Several miles southeast of Hampton Plantation lies The Wedge, another old rich plantation where past lives mingle with present ones. The Wedge derived its name from the pie-shaped sweep of its grounds. The ancestral plantation home is now the International Center for Public Health Research, a University of South Carolina institute dedicated to the research and control of vector-borne diseases, particularly those carried by mosquitoes. Death did come to the plantation in the 1960s. It is the ghost of Dr. Dominick that many believe haunts the plantation today. One of the doctors more sedate pursuits was collecting moths and butterflies. Dr.
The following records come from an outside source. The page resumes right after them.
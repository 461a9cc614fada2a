//! Cluster collaborator traits.
//!
//! Defines the contracts a request context consumes: the local actor
//! `Scheduler` (and the `Actor` handles it returns) and the cluster `Proxy`
//! that reaches gateways and other nodes. These are trait-only definitions;
//! the node is wired with concrete implementations at construction.

use std::fmt;
use std::sync::Arc;

use async_trait::async_trait;
use hearth_core::{
    DeliverArgs, DisconnectArgs, GetIpArgs, Message, Processor, ProcessorContext, PushArgs,
};
use tokio_util::sync::CancellationToken;

use crate::context::Request;

// ---------------------------------------------------------------------------
// Actor
// ---------------------------------------------------------------------------

/// Builds the behavior hosted by a newly spawned actor.
pub type Creator = Box<dyn FnOnce(ProcessorContext) -> Box<dyn Processor> + Send>;

/// Options for spawning an actor.
#[derive(Debug, Clone, Default, PartialEq)]
pub struct ActorOptions {
    /// Actor kind, e.g. `"room"`.
    pub kind: String,
    /// Actor id, unique within its kind.
    pub id: String,
    /// Opaque creation arguments passed through to the scheduler.
    pub args: Vec<rmpv::Value>,
}

impl ActorOptions {
    #[must_use]
    pub fn new(kind: impl Into<String>, id: impl Into<String>) -> Self {
        Self {
            kind: kind.into(),
            id: id.into(),
            args: Vec::new(),
        }
    }

    #[must_use]
    pub fn with_args(mut self, args: Vec<rmpv::Value>) -> Self {
        self.args = args;
        self
    }
}

/// Handle to a live actor owned by the scheduler.
#[async_trait]
pub trait Actor: Send + Sync + fmt::Debug {
    /// Opaque process id, as recorded in `Source::Actor`.
    fn pid(&self) -> &str;

    fn kind(&self) -> &str;

    fn id(&self) -> &str;

    /// Enqueues `message` in the actor's mailbox on behalf of user `uid`
    /// (0 when unbound).
    async fn deliver(&self, uid: i64, message: Message) -> anyhow::Result<()>;
}

// ---------------------------------------------------------------------------
// Scheduler
// ---------------------------------------------------------------------------

/// Local actor lifecycle and message dispatch.
#[async_trait]
pub trait Scheduler: Send + Sync + fmt::Debug {
    /// Routes a request onward, typically into the mailbox of the actor the
    /// user is bound to for the request's route.
    async fn dispatch(&self, request: Request) -> anyhow::Result<()>;

    /// Binds user `uid` to the actor `kind/id`.
    async fn bind_actor(&self, uid: i64, kind: &str, id: &str) -> anyhow::Result<()>;

    /// Removes user `uid`'s binding for actors of `kind`.
    async fn unbind_actor(&self, uid: i64, kind: &str);

    /// Creates and starts a new actor.
    async fn spawn(&self, creator: Creator, options: ActorOptions)
        -> anyhow::Result<Arc<dyn Actor>>;

    /// Destroys actor `kind/id`. Returns `false` if no such actor exists.
    async fn kill(&self, kind: &str, id: &str) -> bool;

    /// Looks up an actor by kind and id.
    fn load(&self, kind: &str, id: &str) -> Option<Arc<dyn Actor>>;

    /// Looks up an actor by its opaque process id.
    fn load_by_pid(&self, pid: &str) -> Option<Arc<dyn Actor>>;
}

// ---------------------------------------------------------------------------
// Proxy
// ---------------------------------------------------------------------------

/// Cross-node and cross-gateway RPC.
///
/// Every call carries the request's cancellation token. The proxy may honor
/// it; the request context never inspects it.
#[async_trait]
pub trait Proxy: Send + Sync + fmt::Debug {
    /// Binds user `uid` to connection `cid` on gateway `gid`.
    async fn bind_gate(
        &self,
        cx: &CancellationToken,
        gid: &str,
        cid: i64,
        uid: i64,
    ) -> anyhow::Result<()>;

    /// Removes user `uid`'s gateway binding.
    async fn unbind_gate(&self, cx: &CancellationToken, uid: i64) -> anyhow::Result<()>;

    /// Binds user `uid` to this node.
    async fn bind_node(&self, cx: &CancellationToken, uid: i64) -> anyhow::Result<()>;

    /// Removes user `uid`'s node binding.
    async fn unbind_node(&self, cx: &CancellationToken, uid: i64) -> anyhow::Result<()>;

    /// Remote address of a gateway session.
    async fn get_ip(&self, cx: &CancellationToken, args: GetIpArgs) -> anyhow::Result<String>;

    /// Delivers a message to a node.
    async fn deliver(&self, cx: &CancellationToken, args: DeliverArgs) -> anyhow::Result<()>;

    /// Pushes a message to a gateway session.
    async fn push(&self, cx: &CancellationToken, args: PushArgs) -> anyhow::Result<()>;

    /// Closes a gateway session.
    async fn disconnect(&self, cx: &CancellationToken, args: DisconnectArgs)
        -> anyhow::Result<()>;
}
//! Error types for the monitor core.

use thiserror::Error;

use crate::mac::MacAddress;
use crate::replay::Pn;

/// Malformed or truncated attacker-controlled input.
#[derive(Error, Debug, Clone, PartialEq, Eq)]
pub enum ParseError {
    #[error("truncated input: need {needed} bytes, have {have}")]
    Truncated { needed: usize, have: usize },

    #[error("element {id} overruns the frame")]
    ElementOverrun { id: u8 },

    #[error("missing SSID element")]
    MissingSsid,

    #[error("value of {len} bytes exceeds the {max} byte limit")]
    TooLong { len: usize, max: usize },

    #[error("unsupported version {0}")]
    Version(u16),

    #[error("invalid {0} suite list")]
    SuiteList(&'static str),

    #[error("invalid {0} length")]
    BadLength(&'static str),

    #[error("not an EAPOL-Key frame")]
    NotEapolKey,

    #[error("unsupported frame: {0}")]
    Unsupported(&'static str),
}

/// Cryptographic validation failures. None of these advance state.
#[derive(Error, Debug, Clone, PartialEq, Eq)]
pub enum CryptoError {
    #[error("protected payload too short ({0} bytes)")]
    Truncated(usize),

    #[error("invalid key length {0}")]
    InvalidKeyLength(usize),

    #[error("frame does not carry an extended IV")]
    MissingExtIv,

    #[error("integrity check failed")]
    IntegrityFailure,

    #[error("ICV mismatch")]
    IcvMismatch,

    #[error("Michael MIC failure")]
    MichaelMicFailure,

    #[error("AES key unwrap integrity check failed")]
    UnwrapFailure,

    #[error("unsupported EAPOL-Key descriptor version {0}")]
    UnsupportedKeyVersion(u8),

    #[error("invalid frame header")]
    InvalidHeader,
}

#[derive(Error, Debug)]
pub enum MonitorError {
    #[error("parse error: {0}")]
    Parse(#[from] ParseError),

    #[error("crypto error: {0}")]
    Crypto(#[from] CryptoError),

    #[error("replay detected: received {received}, last accepted {stored}")]
    Replay { stored: Pn, received: Pn },

    #[error("protocol violation: {0}")]
    Protocol(String),

    #[error("no {0} available for the requested protection")]
    MissingKey(&'static str),

    #[error("unknown BSS {0}")]
    UnknownBss(MacAddress),

    #[error("unknown station {0}")]
    UnknownStation(MacAddress),

    #[error("key index {0} out of range")]
    KeyIndex(u8),

    #[error("configuration error: {0}")]
    Config(String),

    #[error("IO error: {0}")]
    Io(#[from] std::io::Error),
}

pub type Result<T> = std::result::Result<T, MonitorError>;
//! Broadcast/multicast Integrity Protocol (BIP-CMAC-128) over management
//! frames carrying a Management MIC element (MMIE).

use aes::Aes128;
use byteorder::{ByteOrder, LittleEndian};
use cmac::{Cmac, Mac};

use crate::crypto::kdf::constant_time_eq;
use crate::elements::EID_MMIE;
use crate::error::CryptoError;
use crate::ieee80211::{FC_MOREDATA, FC_PWRMGT, FC_RETRY, MGMT_HDR_LEN};
use crate::replay::Pn;

pub const MMIE_LEN: usize = 2 + 16;
pub const BIP_MIC_LEN: usize = 8;

/// Decoded MMIE.
#[derive(Debug, Clone, Copy, PartialEq, Eq)]
pub struct Mmie {
    pub key_id: u16,
    pub ipn: Pn,
    pub mic: [u8; BIP_MIC_LEN],
}

/// Reads the MMIE, which must be the final element of the frame.
pub fn parse_mmie(frame: &[u8]) -> Result<Mmie, CryptoError> {
    if frame.len() < MGMT_HDR_LEN + MMIE_LEN {
        return Err(CryptoError::Truncated(frame.len()));
    }
    let mmie = &frame[frame.len() - MMIE_LEN..];
    if mmie[0] != EID_MMIE || mmie[1] != 16 {
        return Err(CryptoError::InvalidHeader);
    }
    let mut mic = [0u8; BIP_MIC_LEN];
    mic.copy_from_slice(&mmie[10..18]);
    Ok(Mmie {
        key_id: LittleEndian::read_u16(&mmie[2..4]),
        ipn: Pn::from_le_slice(&mmie[4..10]),
        mic,
    })
}

fn compute_mic(igtk: &[u8], frame: &[u8]) -> Result<[u8; BIP_MIC_LEN], CryptoError> {
    let mut mac = <Cmac<Aes128> as Mac>::new_from_slice(igtk)
        .map_err(|_| CryptoError::InvalidKeyLength(igtk.len()))?;

    let fc = LittleEndian::read_u16(&frame[0..2]) & !(FC_RETRY | FC_PWRMGT | FC_MOREDATA);
    mac.update(&fc.to_le_bytes());
    mac.update(&frame[4..22]);
    let body = &frame[MGMT_HDR_LEN..frame.len() - BIP_MIC_LEN];
    mac.update(body);
    mac.update(&[0u8; BIP_MIC_LEN]);

    let full = mac.finalize().into_bytes();
    let mut mic = [0u8; BIP_MIC_LEN];
    mic.copy_from_slice(&full[..BIP_MIC_LEN]);
    Ok(mic)
}

/// Verifies the MMIE of a received frame and returns it on success.
pub fn verify(igtk: &[u8], frame: &[u8]) -> Result<Mmie, CryptoError> {
    let mmie = parse_mmie(frame)?;
    let mic = compute_mic(igtk, frame)?;
    if !constant_time_eq(&mic, &mmie.mic) {
        return Err(CryptoError::IntegrityFailure);
    }
    Ok(mmie)
}

/// Appends an MMIE for `key_id`/`ipn` to an unprotected management frame.
pub fn protect(igtk: &[u8], key_id: u16, ipn: Pn, frame: &[u8]) -> Result<Vec<u8>, CryptoError> {
    if frame.len() < MGMT_HDR_LEN {
        return Err(CryptoError::Truncated(frame.len()));
    }
    let mut out = Vec::with_capacity(frame.len() + MMIE_LEN);
    out.extend_from_slice(frame);
    out.extend_from_slice(&[EID_MMIE, 16]);
    out.extend_from_slice(&key_id.to_le_bytes());
    out.extend_from_slice(&ipn.to_le_bytes());
    out.extend_from_slice(&[0u8; BIP_MIC_LEN]);
    let mic = compute_mic(igtk, &out)?;
    let at = out.len() - BIP_MIC_LEN;
    out[at..].copy_from_slice(&mic);
    Ok(out)
}
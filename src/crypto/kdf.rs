//! WPA/WPA2 key hierarchy: PMK from passphrase, PTK expansion and the
//! EAPOL-Key MIC for each descriptor version.

use aes::Aes128;
use cmac::Cmac;
use hmac::{Hmac, Mac};
use md5::Md5;
use pbkdf2::pbkdf2_hmac;
use sha1::Sha1;
use sha2::Sha256;

use crate::error::CryptoError;
use crate::mac::MacAddress;

type HmacSha1 = Hmac<Sha1>;
type HmacSha256 = Hmac<Sha256>;
type HmacMd5 = Hmac<Md5>;
type Aes128Cmac = Cmac<Aes128>;

pub const PMK_LEN: usize = 32;
pub const WPA_NONCE_LEN: usize = 32;
pub const EAPOL_MIC_LEN: usize = 16;

const PTK_LABEL: &[u8] = b"Pairwise key expansion";
const PSK_ITERATIONS: u32 = 4096;

/// EAPOL-Key descriptor versions (low three bits of Key Information).
pub const KEY_DESC_VER_HMAC_MD5_RC4: u8 = 1;
pub const KEY_DESC_VER_HMAC_SHA1_AES: u8 = 2;
pub const KEY_DESC_VER_AES_128_CMAC: u8 = 3;

/// PMK = PBKDF2-HMAC-SHA1(passphrase, SSID, 4096, 256 bits).
pub fn pmk_from_passphrase(passphrase: &str, ssid: &[u8]) -> [u8; PMK_LEN] {
    let mut pmk = [0u8; PMK_LEN];
    pbkdf2_hmac::<Sha1>(passphrase.as_bytes(), ssid, PSK_ITERATIONS, &mut pmk);
    pmk
}

/// IEEE 802.11 PRF built on HMAC-SHA1: label, a zero octet, data and a
/// one-octet counter per 20-byte block.
pub fn prf_sha1(key: &[u8], label: &[u8], data: &[u8], out: &mut [u8]) {
    let mut counter: u8 = 0;
    for chunk in out.chunks_mut(20) {
        // HMAC accepts keys of any length.
        let Ok(mut mac) = HmacSha1::new_from_slice(key) else {
            return;
        };
        mac.update(label);
        mac.update(&[0]);
        mac.update(data);
        mac.update(&[counter]);
        let hash = mac.finalize().into_bytes();
        chunk.copy_from_slice(&hash[..chunk.len()]);
        counter = counter.wrapping_add(1);
    }
}

/// SHA-256 based KDF: i (LE16) || label || data || length in bits (LE16).
pub fn kdf_sha256(key: &[u8], label: &[u8], data: &[u8], out: &mut [u8]) {
    let bits = (out.len() * 8) as u16;
    for (i, chunk) in out.chunks_mut(32).enumerate() {
        let Ok(mut mac) = HmacSha256::new_from_slice(key) else {
            return;
        };
        mac.update(&((i + 1) as u16).to_le_bytes());
        mac.update(label);
        mac.update(data);
        mac.update(&bits.to_le_bytes());
        let hash = mac.finalize().into_bytes();
        chunk.copy_from_slice(&hash[..chunk.len()]);
    }
}

/// Expands a PMK into `ptk_len` bytes of KCK | KEK | TK.
pub fn pmk_to_ptk(
    pmk: &[u8],
    aa: &MacAddress,
    spa: &MacAddress,
    anonce: &[u8; WPA_NONCE_LEN],
    snonce: &[u8; WPA_NONCE_LEN],
    use_sha256: bool,
    ptk_len: usize,
) -> Vec<u8> {
    let mut data = Vec::with_capacity(2 * 6 + 2 * WPA_NONCE_LEN);
    let (lo, hi) = if aa < spa { (aa, spa) } else { (spa, aa) };
    data.extend_from_slice(lo.as_bytes());
    data.extend_from_slice(hi.as_bytes());
    let (lo, hi) = if anonce < snonce {
        (anonce, snonce)
    } else {
        (snonce, anonce)
    };
    data.extend_from_slice(lo);
    data.extend_from_slice(hi);

    let mut ptk = vec![0u8; ptk_len];
    if use_sha256 {
        kdf_sha256(pmk, PTK_LABEL, &data, &mut ptk);
    } else {
        prf_sha1(pmk, PTK_LABEL, &data, &mut ptk);
    }
    ptk
}

/// EAPOL-Key MIC over `data` (the whole EAPOL frame with the MIC zeroed).
pub fn eapol_mic(ver: u8, kck: &[u8], data: &[u8]) -> Result<[u8; EAPOL_MIC_LEN], CryptoError> {
    let mut mic = [0u8; EAPOL_MIC_LEN];
    match ver {
        KEY_DESC_VER_HMAC_MD5_RC4 => {
            let mut mac = HmacMd5::new_from_slice(kck)
                .map_err(|_| CryptoError::InvalidKeyLength(kck.len()))?;
            mac.update(data);
            mic.copy_from_slice(&mac.finalize().into_bytes());
        }
        KEY_DESC_VER_HMAC_SHA1_AES => {
            let mut mac = HmacSha1::new_from_slice(kck)
                .map_err(|_| CryptoError::InvalidKeyLength(kck.len()))?;
            mac.update(data);
            mic.copy_from_slice(&mac.finalize().into_bytes()[..EAPOL_MIC_LEN]);
        }
        KEY_DESC_VER_AES_128_CMAC => {
            let mut mac = <Aes128Cmac as Mac>::new_from_slice(kck)
                .map_err(|_| CryptoError::InvalidKeyLength(kck.len()))?;
            mac.update(data);
            mic.copy_from_slice(&mac.finalize().into_bytes());
        }
        other => return Err(CryptoError::UnsupportedKeyVersion(other)),
    }
    Ok(mic)
}

/// Constant-time equality for MICs and other authenticators.
pub fn constant_time_eq(a: &[u8], b: &[u8]) -> bool {
    if a.len() != b.len() {
        return false;
    }
    a.iter().zip(b).fold(0u8, |acc, (x, y)| acc | (x ^ y)) == 0
}
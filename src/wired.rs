//! Wired-side ingestion: EAPOL over Ethernet and RADIUS key delivery.

use std::collections::HashMap;
use std::net::Ipv4Addr;

use byteorder::{BigEndian, ByteOrder};
use log::{debug, info, warn};

use crate::eapol::rx_eapol;
use crate::error::{ParseError, Result};
use crate::ieee80211::ETH_P_EAPOL;
use crate::mac::MacAddress;
use crate::monitor::Monitor;
use crate::radius::{RadiusPacket, CODE_ACCESS_ACCEPT, CODE_ACCESS_REQUEST, RADIUS_AUTH_LEN};

pub const ETH_HDR_LEN: usize = 14;
const ETH_P_IP: u16 = 0x0800;
const ETH_P_8021Q: u16 = 0x8100;
const IPPROTO_UDP: u8 = 17;
const IPV4_MIN_HDR_LEN: usize = 20;
const UDP_HDR_LEN: usize = 8;
pub const RADIUS_AUTH_PORT: u16 = 1812;

/// Outstanding requests waiting for a response.
const MAX_PENDING_REQUESTS: usize = 256;

#[derive(Debug, Clone, Copy, PartialEq, Eq, Hash)]
struct RequestKey {
    client: Ipv4Addr,
    server: Ipv4Addr,
    identifier: u8,
}

/// Remembers Access-Request authenticators so that the keys in the
/// matching Access-Accept can be decrypted.
#[derive(Debug, Default)]
pub struct RadiusTracker {
    requests: HashMap<RequestKey, [u8; RADIUS_AUTH_LEN]>,
}

impl RadiusTracker {
    pub fn pending(&self) -> usize {
        self.requests.len()
    }
}

fn need(data: &[u8], len: usize) -> std::result::Result<(), ParseError> {
    if data.len() < len {
        return Err(ParseError::Truncated {
            needed: len,
            have: data.len(),
        });
    }
    Ok(())
}

pub(crate) fn rx_wired(mon: &mut Monitor, frame: &[u8]) -> Result<()> {
    need(frame, ETH_HDR_LEN)?;
    let dst = MacAddress::from_slice(&frame[0..6])?;
    let src = MacAddress::from_slice(&frame[6..12])?;
    let mut ethertype = BigEndian::read_u16(&frame[12..14]);
    let mut payload = &frame[ETH_HDR_LEN..];
    if ethertype == ETH_P_8021Q {
        need(payload, 4)?;
        ethertype = BigEndian::read_u16(&payload[2..4]);
        payload = &payload[4..];
    }

    match ethertype {
        ETH_P_EAPOL => rx_wired_eapol(mon, src, dst, payload),
        ETH_P_IP => rx_ipv4(mon, payload),
        _ => Err(ParseError::Unsupported("ethertype").into()),
    }
}

/// EAPOL between a known AP and a station on the wired side.
fn rx_wired_eapol(mon: &mut Monitor, src: MacAddress, dst: MacAddress, eapol: &[u8]) -> Result<()> {
    let bssid = if mon.bss.find(&src).is_some() {
        src
    } else if mon.bss.find(&dst).is_some() {
        dst
    } else {
        debug!("wired EAPOL {} -> {} for unknown BSS", src, dst);
        return Err(ParseError::Unsupported("EAPOL for unknown BSS").into());
    };
    let pmks = &mon.pmks;
    let bss = mon.bss.get(bssid);
    rx_eapol(bss, pmks, src, dst, eapol)?;
    Ok(())
}

fn rx_ipv4(mon: &mut Monitor, ip: &[u8]) -> Result<()> {
    need(ip, IPV4_MIN_HDR_LEN)?;
    if ip[0] >> 4 != 4 {
        return Err(ParseError::Version(u16::from(ip[0] >> 4)).into());
    }
    let ihl = usize::from(ip[0] & 0x0f) * 4;
    let total = usize::from(BigEndian::read_u16(&ip[2..4]));
    if ihl < IPV4_MIN_HDR_LEN {
        return Err(ParseError::BadLength("IPv4 header").into());
    }
    if total < ihl {
        return Err(ParseError::BadLength("IPv4 total").into());
    }
    need(ip, total)?;
    if ip[9] != IPPROTO_UDP {
        return Err(ParseError::Unsupported("IP protocol").into());
    }
    let saddr = Ipv4Addr::new(ip[12], ip[13], ip[14], ip[15]);
    let daddr = Ipv4Addr::new(ip[16], ip[17], ip[18], ip[19]);

    let udp = &ip[ihl..total];
    need(udp, UDP_HDR_LEN)?;
    let sport = BigEndian::read_u16(&udp[0..2]);
    let dport = BigEndian::read_u16(&udp[2..4]);
    let ulen = usize::from(BigEndian::read_u16(&udp[4..6]));
    need(udp, ulen.max(UDP_HDR_LEN))?;
    let data = &udp[UDP_HDR_LEN..ulen.max(UDP_HDR_LEN)];

    if dport == RADIUS_AUTH_PORT {
        rx_radius_request(mon, saddr, daddr, data)
    } else if sport == RADIUS_AUTH_PORT {
        rx_radius_response(mon, daddr, saddr, data)
    } else {
        Err(ParseError::Unsupported("UDP port").into())
    }
}

fn rx_radius_request(
    mon: &mut Monitor,
    client: Ipv4Addr,
    server: Ipv4Addr,
    data: &[u8],
) -> Result<()> {
    let pkt = RadiusPacket::parse(data)?;
    if pkt.code() != CODE_ACCESS_REQUEST {
        return Ok(());
    }
    let requests = &mut mon.radius.requests;
    if requests.len() >= MAX_PENDING_REQUESTS {
        debug!("RADIUS: dropping {} stale requests", requests.len());
        requests.clear();
    }
    requests.insert(
        RequestKey {
            client,
            server,
            identifier: pkt.identifier(),
        },
        pkt.authenticator(),
    );
    debug!("RADIUS: Access-Request {} -> {} id {}", client, server, pkt.identifier());
    Ok(())
}

fn rx_radius_response(
    mon: &mut Monitor,
    client: Ipv4Addr,
    server: Ipv4Addr,
    data: &[u8],
) -> Result<()> {
    let pkt = RadiusPacket::parse(data)?;
    let key = RequestKey {
        client,
        server,
        identifier: pkt.identifier(),
    };
    let Some(req_auth) = mon.radius.requests.remove(&key) else {
        debug!("RADIUS: response id {} without request", pkt.identifier());
        return Ok(());
    };
    if pkt.code() != CODE_ACCESS_ACCEPT {
        return Ok(());
    }

    let secret = mon
        .config
        .radius_secrets
        .iter()
        .find(|s| pkt.verify_response(&req_auth, s.as_bytes()))
        .cloned();
    let Some(secret) = secret else {
        warn!("RADIUS: no configured secret matches {} -> {}", server, client);
        return Ok(());
    };
    match pkt.msk(&req_auth, secret.as_bytes()) {
        Some(msk) => {
            info!("RADIUS: MSK from {} for {}", server, client);
            mon.add_msk(&msk)
        }
        None => {
            debug!("RADIUS: Access-Accept without MS-MPPE keys");
            Ok(())
        }
    }
}

#[cfg(test)]
mod tests {
    use super::*;
    use crate::error::MonitorError;
    use crate::monitor::MonitorConfig;
    use md5::{Digest, Md5};

    const SECRET: &str = "radius-secret";
    const REQ_AUTH: [u8; 16] = [0x21; 16];

    fn encrypt_mppe(key: &[u8], salt: [u8; 2]) -> Vec<u8> {
        let mut plain = vec![key.len() as u8];
        plain.extend_from_slice(key);
        while plain.len() % 16 != 0 {
            plain.push(0);
        }
        let mut out = salt.to_vec();
        let mut prev = [&REQ_AUTH[..], &salt[..]].concat();
        for block in plain.chunks(16) {
            let b = Md5::new()
                .chain_update(SECRET)
                .chain_update(&prev)
                .finalize();
            let c: Vec<u8> = block.iter().zip(b.iter()).map(|(p, k)| p ^ k).collect();
            out.extend_from_slice(&c);
            prev = c;
        }
        out
    }

    fn ms_attr(vtype: u8, value: &[u8]) -> Vec<u8> {
        let mut a = vec![26, (8 + value.len()) as u8, 0, 0, 0x01, 0x37];
        a.push(vtype);
        a.push((2 + value.len()) as u8);
        a.extend_from_slice(value);
        a
    }

    fn radius(code: u8, auth: [u8; 16], attrs: &[u8]) -> Vec<u8> {
        let mut pkt = vec![code, 42];
        pkt.extend_from_slice(&((20 + attrs.len()) as u16).to_be_bytes());
        pkt.extend_from_slice(&auth);
        pkt.extend_from_slice(attrs);
        pkt
    }

    fn udp_frame(src: [u8; 4], dst: [u8; 4], sport: u16, dport: u16, data: &[u8]) -> Vec<u8> {
        let mut f = vec![0x02, 0, 0, 0, 0, 0x10, 0x02, 0, 0, 0, 0, 0x20, 0x08, 0x00];
        let total = (20 + 8 + data.len()) as u16;
        f.extend_from_slice(&[0x45, 0x00]);
        f.extend_from_slice(&total.to_be_bytes());
        f.extend_from_slice(&[0, 0, 0, 0, 64, IPPROTO_UDP, 0, 0]);
        f.extend_from_slice(&src);
        f.extend_from_slice(&dst);
        f.extend_from_slice(&sport.to_be_bytes());
        f.extend_from_slice(&dport.to_be_bytes());
        f.extend_from_slice(&((8 + data.len()) as u16).to_be_bytes());
        f.extend_from_slice(&[0, 0]);
        f.extend_from_slice(data);
        f
    }

    #[test]
    fn access_accept_yields_pmk() {
        let config = MonitorConfig::default().radius_secrets(vec![SECRET.to_string()]);
        let mut mon = Monitor::new(config).unwrap();
        let nas = [10, 0, 0, 2];
        let server = [10, 0, 0, 1];

        mon.process_wired(&udp_frame(nas, server, 40000, 1812, &radius(1, REQ_AUTH, &[])));
        assert_eq!(mon.radius.pending(), 1);

        let mut attrs = ms_attr(17, &encrypt_mppe(&[0x11; 32], [0x80, 0x01]));
        attrs.extend(ms_attr(16, &encrypt_mppe(&[0x22; 32], [0x80, 0x02])));
        let unsigned = radius(2, REQ_AUTH, &attrs);
        let resp_auth = Md5::new()
            .chain_update(&unsigned)
            .chain_update(SECRET)
            .finalize();
        let mut accept = unsigned.clone();
        accept[4..20].copy_from_slice(&resp_auth);

        mon.process_wired(&udp_frame(server, nas, 1812, 40000, &accept));
        assert_eq!(mon.radius.pending(), 0);
        assert_eq!(mon.pmks(), &[[0x11u8; 32]]);
    }

    #[test]
    fn ipv4_lengths_are_checked_before_slicing() {
        let mut mon = Monitor::new(MonitorConfig::default()).unwrap();
        let frame = udp_frame([10, 0, 0, 2], [10, 0, 0, 1], 40000, 1812, &[0; 20]);

        let mut bad_total = frame.clone();
        bad_total[16..18].copy_from_slice(&10u16.to_be_bytes());
        assert!(matches!(
            rx_wired(&mut mon, &bad_total),
            Err(MonitorError::Parse(ParseError::BadLength(_)))
        ));

        let mut bad_ihl = frame;
        bad_ihl[14] = 0x44;
        assert!(matches!(
            rx_wired(&mut mon, &bad_ihl),
            Err(MonitorError::Parse(ParseError::BadLength(_)))
        ));
    }

    #[test]
    fn unrelated_traffic_is_ignored() {
        let mut mon = Monitor::new(MonitorConfig::default()).unwrap();
        mon.process_wired(&udp_frame([1, 1, 1, 1], [2, 2, 2, 2], 53, 53, &[0; 12]));
        mon.process_wired(&[0u8; 10]);
        assert_eq!(mon.counters().rx_wired, 2);
        assert!(mon.pmks().is_empty());
    }
}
Dominick died on his beloved plantation. Although his death was officially attributed to a heart attack, it is believed that Dr Dominick hastened his demise by using a cyanide-filled jar, commonly used by entomologists for euthanizing moths and butterflies. His remains were never removed from The Wedge. Dr. Dominicks body was placed in a simple, wooden coffin and buried in a grave on the plantation grounds. When Dr. Dwight Williams first came to work at The Wedge, he stayed in the "Wedgeling," a former slave cottage. Dr. Williams did not believe in ghosts, so he had no explanation for the constant presence of a large, black moth that accompanied him everywhere for his first three days. "Wherever I was, it was," he said. The insects approximately four-inch wingspread made its presence quite obvious to Dr. Williams. However, the moth was slightly elusive. While it faithfully shadowed him everywhere he went, it never allowed him to get too close. After the large, black moth followed Dr. Williams for three days, it disappeared. Many who knew Dr. Dominick insisted that this was his inspection of Dr. Williams. The Wedge plantation is never truly at rest, although outwardly serene and peaceful. The spirit of Dr. Dominick seems to wander the halls of his beautiful home with a watchful eye over those who come to stay here.
The Wedge is located beyond the turnoff
to Hampton Plantation State Park on U.S. 17.